M: Because so many things, major things, have been done - and we’re still declining. We still haven’t turned it around. So what on earth is it that we haven’t thought of? We have been coming up with incredible leaps in technologies all along, and still production in the U.S. has gone down.

CB: What about some of the proven reserves, such as Arctic National Wildlife Refuge?

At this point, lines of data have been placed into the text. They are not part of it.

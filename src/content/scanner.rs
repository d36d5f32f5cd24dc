//! Text scanning: extraction, visual redaction and in-place replacement.

use super::rewrite::replace_in_strings;
use super::text_state::{FontMetrics, TextState};
use super::tokenizer::{tokenize, Instruction};
use super::{page_content, page_resources};
use crate::decoders::{check_round_trip, encode_stream};
use crate::document::Document;
use crate::audit;
use crate::editor::compositor::{stamp_page, Overlay};
use crate::error::{Error, Result};
use crate::geometry::{Matrix, Rect};
use crate::object::{Dictionary, Object, ObjectRef};
use std::collections::{HashMap, HashSet};
use std::rc::Rc;

/// Form XObjects nested deeper than this are not scanned.
const MAX_FORM_DEPTH: usize = 16;

/// TJ adjustments at or below this (thousandths of an em) read as a space.
const TJ_SPACE_THRESHOLD: f64 = -200.0;

/// A gap wider than this fraction of the text height reads as a space.
const WORD_GAP_RATIO: f64 = 0.15;

/// A run of text shown by one text-showing operator.
#[derive(Debug, Clone, PartialEq)]
pub struct TextFragment {
    /// Decoded text
    pub text: String,
    /// Baseline origin, x
    pub x: f64,
    /// Baseline origin, y
    pub y: f64,
    /// Advance width in page space
    pub width: f64,
    /// Rendered font size in page space
    pub height: f64,
    /// Font size set by `Tf`
    pub font_size: f64,
    /// 1-based page index
    pub page: usize,
}

impl TextFragment {
    /// Approximate bounding box, extended below the baseline for descenders.
    pub fn bbox(&self) -> Rect {
        let descent = self.height * 0.2;
        Rect::new(self.x, self.y - descent, self.width, self.height + descent)
    }
}

fn decode_latin1(bytes: &[u8]) -> String {
    bytes.iter().map(|&b| b as char).collect()
}

struct Scan<'a> {
    doc: &'a Document,
    page: usize,
    fragments: Vec<TextFragment>,
    metrics: HashMap<ObjectRef, Rc<FontMetrics>>,
    forms: HashSet<ObjectRef>,
}

impl<'a> Scan<'a> {
    fn font_metrics(&mut self, resources: &Dictionary, name: &str) -> Rc<FontMetrics> {
        let doc = self.doc;
        let entry = resources
            .get("Font")
            .map(|f| doc.resolve(f))
            .and_then(Object::as_dict)
            .and_then(|fonts| fonts.get(name));
        match entry {
            Some(Object::Reference(r)) => Rc::clone(self.metrics.entry(*r).or_insert_with(|| {
                Rc::new(
                    doc.resolve_ref(*r)
                        .as_dict()
                        .map(|font| FontMetrics::from_font(doc, font))
                        .unwrap_or_default(),
                )
            })),
            Some(Object::Dictionary(font)) => Rc::new(FontMetrics::from_font(doc, font)),
            _ => Rc::default(),
        }
    }

    fn show(&mut self, state: &mut TextState, parts: &[&Object]) {
        let start = state.origin();
        let height = state.rendered_height();
        let mut text = String::new();
        for part in parts {
            match part {
                Object::String(bytes) => {
                    text.push_str(&decode_latin1(bytes));
                    state.advance_string(bytes);
                },
                other => {
                    if let Some(n) = other.as_number() {
                        if n <= TJ_SPACE_THRESHOLD && !text.is_empty() && !text.ends_with(' ') {
                            text.push(' ');
                        }
                        state.adjust(n);
                    }
                },
            }
        }
        if text.is_empty() {
            return;
        }
        let end = state.origin();
        self.fragments.push(TextFragment {
            text,
            x: start.x,
            y: start.y,
            width: (end.x - start.x).hypot(end.y - start.y),
            height,
            font_size: state.font_size(),
            page: self.page,
        });
    }

    fn run(&mut self, data: &[u8], resources: &Dictionary, state: &mut TextState, depth: usize) {
        for inst in tokenize(data) {
            self.step(&inst, resources, state, depth);
        }
    }

    fn step(
        &mut self,
        inst: &Instruction,
        resources: &Dictionary,
        state: &mut TextState,
        depth: usize,
    ) {
        let nums = || inst.numbers().unwrap_or_default();
        match inst.operator.as_str() {
            "q" => state.save(),
            "Q" => state.restore(),
            "cm" => {
                if let [a, b, c, d, e, f] = nums()[..] {
                    state.concat(Matrix::new(a, b, c, d, e, f));
                }
            },
            "BT" => state.begin_text(),
            "Tm" => {
                if let [a, b, c, d, e, f] = nums()[..] {
                    state.set_text_matrix(Matrix::new(a, b, c, d, e, f));
                }
            },
            "Td" => {
                if let [tx, ty] = nums()[..] {
                    state.move_text(tx, ty);
                }
            },
            "TD" => {
                if let [tx, ty] = nums()[..] {
                    state.move_text_set_leading(tx, ty);
                }
            },
            "T*" => state.next_line(),
            "TL" | "Tc" | "Tw" | "Tz" | "Ts" => {
                let Some(v) = inst.number(0) else {
                    return;
                };
                match inst.operator.as_str() {
                    "TL" => state.set_leading(v),
                    "Tc" => state.set_char_spacing(v),
                    "Tw" => state.set_word_spacing(v),
                    "Tz" => state.set_horizontal_scaling(v),
                    _ => state.set_rise(v),
                }
            },
            "Tf" => {
                if let (Some(name), Some(size)) = (inst.name(0), inst.number(1)) {
                    state.set_font(name, size);
                    let metrics = self.font_metrics(resources, name);
                    state.set_metrics(metrics);
                }
            },
            "Tj" => {
                if let Some(o) = inst.operands.first() {
                    self.show(state, &[&o.value]);
                }
            },
            "'" => {
                state.next_line();
                if let Some(o) = inst.operands.last() {
                    self.show(state, &[&o.value]);
                }
            },
            "\"" => {
                if let [aw, ac, s] = &inst.operands[..] {
                    if let (Some(aw), Some(ac)) = (aw.value.as_number(), ac.value.as_number()) {
                        state.set_word_spacing(aw);
                        state.set_char_spacing(ac);
                    }
                    state.next_line();
                    self.show(state, &[&s.value]);
                }
            },
            "TJ" => {
                if let Some(items) = inst.operands.first().and_then(|o| o.value.as_array()) {
                    let parts: Vec<&Object> = items.iter().collect();
                    self.show(state, &parts);
                }
            },
            "Do" => {
                if let Some(name) = inst.name(0) {
                    self.run_form(name, resources, state, depth);
                }
            },
            _ => {},
        }
    }

    fn run_form(&mut self, name: &str, resources: &Dictionary, state: &TextState, depth: usize) {
        let doc = self.doc;
        if depth >= MAX_FORM_DEPTH {
            log::warn!("form XObjects nested deeper than {}, skipping {}", MAX_FORM_DEPTH, name);
            return;
        }
        let Some(form_ref) = resources
            .get("XObject")
            .map(|x| doc.resolve(x))
            .and_then(Object::as_dict)
            .and_then(|x| x.get(name))
            .and_then(Object::as_reference)
        else {
            return;
        };
        let form = doc.resolve_ref(form_ref);
        let Object::Stream { dict, .. } = form else {
            return;
        };
        if dict.get("Subtype").and_then(Object::as_name) != Some("Form") {
            return;
        }
        if !self.forms.insert(form_ref) {
            log::debug!("form {} already on the scan stack", form_ref);
            return;
        }

        match form.decode_stream_data_with(&doc.options().decode_options()) {
            Ok(data) => {
                let form_resources = dict
                    .get("Resources")
                    .map(|r| doc.resolve(r))
                    .and_then(Object::as_dict)
                    .unwrap_or(resources)
                    .clone();
                let mut inner = state.for_form();
                if let Some([a, b, c, d, e, f]) = dict
                    .get("Matrix")
                    .map(|m| doc.resolve(m))
                    .and_then(Object::as_array)
                    .and_then(|m| m.iter().map(Object::as_number).collect::<Option<Vec<_>>>())
                    .as_deref()
                    .and_then(|m| <[f64; 6]>::try_from(m).ok())
                {
                    inner.concat(Matrix::new(a, b, c, d, e, f));
                }
                self.run(&data, &form_resources, &mut inner, depth + 1);
            },
            Err(e) => log::warn!("cannot decode form {}: {}", form_ref, e),
        }
        self.forms.remove(&form_ref);
    }
}

/// Positioned text fragments of one page, in content order.
pub fn text_fragments(doc: &Document, page: usize) -> Result<Vec<TextFragment>> {
    doc.ensure_unlocked("text_fragments")?;
    let handle = doc.page_for("text_fragments", page)?;
    let data = page_content(doc, handle.object_ref)?;
    let resources = page_resources(doc, handle.object_ref);

    let mut scan = Scan {
        doc,
        page,
        fragments: Vec::new(),
        metrics: HashMap::new(),
        forms: HashSet::new(),
    };
    let mut state = TextState::default();
    scan.run(&data, &resources, &mut state, 0);
    Ok(scan.fragments)
}

/// Join fragments into lines: same baseline concatenates, a baseline
/// change starts a new line.
fn assemble(fragments: &[TextFragment]) -> String {
    let mut out = String::new();
    let mut prev: Option<&TextFragment> = None;
    for frag in fragments {
        if let Some(p) = prev {
            let tolerance = p.height.max(frag.height).max(1.0) * 0.2;
            if (frag.y - p.y).abs() > tolerance {
                out.push('\n');
            } else {
                let gap = frag.x - (p.x + p.width);
                let spaced = out.ends_with(' ') || frag.text.starts_with(' ');
                if gap > WORD_GAP_RATIO * frag.height.max(p.height) && !spaced {
                    out.push(' ');
                }
            }
        }
        out.push_str(&frag.text);
        prev = Some(frag);
    }
    out
}

/// Text of one page.
pub fn extract_page_text(doc: &Document, page: usize) -> Result<String> {
    let result = text_fragments(doc, page).map(|f| assemble(&f));
    audit::record("extract_page_text", result, Some(doc.page_count()))
}

/// Text of every page, pages separated by a line break.
pub fn extract_text(doc: &Document) -> Result<String> {
    let result = (1..=doc.page_count())
        .map(|p| text_fragments(doc, p).map(|f| assemble(&f)))
        .collect::<Result<Vec<_>>>()
        .map(|pages| pages.join("\n"));
    audit::record("extract_text", result, Some(doc.page_count()))
}

/// Paint an opaque black box over every fragment containing `pattern`.
///
/// This is a visual redaction: the boxes are drawn on top of the page and
/// the underlying text operators are left in place, so the text is still
/// extractable. Returns the number of boxes drawn.
pub fn redact(doc: &mut Document, pattern: &str) -> Result<usize> {
    let result = redact_boxes(doc, pattern);
    audit::record("redact", result, Some(doc.page_count()))
}

/// [`redact`] without the audit event.
pub(crate) fn redact_boxes(doc: &mut Document, pattern: &str) -> Result<usize> {
    if pattern.is_empty() {
        return Err(Error::invalid_argument("redact", "pattern is empty"));
    }
    doc.ensure_unlocked("redact")?;

    let mut overlays = Vec::new();
    for page in 1..=doc.page_count() {
        let boxes: Vec<Rect> = text_fragments(doc, page)?
            .iter()
            .filter(|f| f.text.contains(pattern))
            .map(TextFragment::bbox)
            .collect();
        if boxes.is_empty() {
            continue;
        }
        let mut content = b"0 g\n".to_vec();
        for b in &boxes {
            content.extend_from_slice(
                format!("{} {} {} {} re f\n", b.x, b.y, b.width, b.height).as_bytes(),
            );
        }
        let bbox = boxes.iter().skip(1).fold(boxes[0], |acc, b| acc.union(b));
        overlays.push((page, boxes.len(), Overlay::new(content).with_bbox(bbox)));
    }

    let mut total = 0;
    for (page, count, overlay) in overlays {
        stamp_page(doc, page, &overlay)?;
        total += count;
    }
    log::info!("redact: drew {} boxes for {:?}", total, pattern);
    Ok(total)
}

fn encode_latin1(operation: &'static str, text: &str) -> Result<Vec<u8>> {
    text.chars()
        .map(|c| u8::try_from(c as u32).ok())
        .collect::<Option<Vec<u8>>>()
        .ok_or_else(|| Error::invalid_argument(operation, format!("{:?} is not Latin-1", text)))
}

/// Replace `from` with `to` inside the text strings of every page.
///
/// Filtered streams are decoded, patched and re-encoded with the same
/// filter chain. Nothing is written unless every affected stream can be
/// rewritten. Returns the number of replacements.
pub fn replace_text(doc: &mut Document, from: &str, to: &str) -> Result<usize> {
    let result = replace_in_pages(doc, from, to);
    audit::record("replace_text", result, Some(doc.page_count()))
}

/// [`replace_text`] without the audit event.
pub(crate) fn replace_in_pages(doc: &mut Document, from: &str, to: &str) -> Result<usize> {
    if from.is_empty() {
        return Err(Error::invalid_argument("replace_text", "search text is empty"));
    }
    doc.ensure_unlocked("replace_text")?;
    let from = encode_latin1("replace_text", from)?;
    let to = encode_latin1("replace_text", to)?;

    let mut seen = HashSet::new();
    let mut staged: Vec<(ObjectRef, Object)> = Vec::new();
    let mut total = 0;

    for handle in doc.pages() {
        for stream_ref in super::content_refs(doc, handle.object_ref) {
            if !seen.insert(stream_ref) {
                continue;
            }
            let stream = doc.resolve_ref(stream_ref);
            let Object::Stream { dict, .. } = stream else {
                continue;
            };
            let filters = stream.filters();
            check_round_trip(&filters)?;
            if let Some(params) = stream.decode_params().filter(|p| p.predictor > 1) {
                return Err(Error::Encoding {
                    filter: filters.join(" "),
                    reason: format!("predictor {} cannot be re-applied", params.predictor),
                });
            }
            let decoded = stream
                .decode_stream_data_with(&doc.options().decode_options())
                .map_err(|e| Error::Encoding {
                    filter: filters.join(" "),
                    reason: e.to_string(),
                })?;

            let (rewritten, n) = replace_in_strings(&decoded, &from, &to);
            if n == 0 {
                continue;
            }
            let encoded = encode_stream(&rewritten, &filters)?;
            staged.push((stream_ref, Object::stream(dict.clone(), encoded)));
            total += n;
        }
    }

    for (r, obj) in staged {
        doc.set_object(r, obj);
    }
    log::info!("replace_text: {} replacements", total);
    Ok(total)
}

M: It will be the same thing as Prudhoe Bay. It will be a blessing if you want more domestic production, but it will only be a blip. An important blip, but only a blip. It will turn things around for a little bit, but it will never take us back to the peak where we were in 1970. We didn’t get back to peak U.S. production with Prudhoe Bay, nor can we do so with ANWR.

You can’t turn oil shale on fast. Oil shale and most other forms of energy are 10-year projects, or more. You can’t ramp up wind power. You can’t ramp up solar. But we’re going to need them all, every single thing we can do. That’s why I have a task force on geothermal energy in Colorado. I think there’s a lot of potential there. But that’s way down the road. Really the only thing we can turn on quickly is by turning off: conservation. That’s the only thing we can do immediately.

...CB: What should be our response to peak oil?

M: Petroleum is too valuable to be burned in motor cars. We need to cut back on our use in transportation in order to have oil for use in other things for which there are not necessarily substitutes.

CB: How will this decline in world oil supplies affect Colorado?

M: Declining oil supplies are likely to result in more nuclear power plants. But we have declining supplies right now of uranium, about 80 million pounds per year. The result we saw was 8,500 new mining permits for uranium filed in Eastern Utah and Western Colorado. The pressure will mount to develop those resources.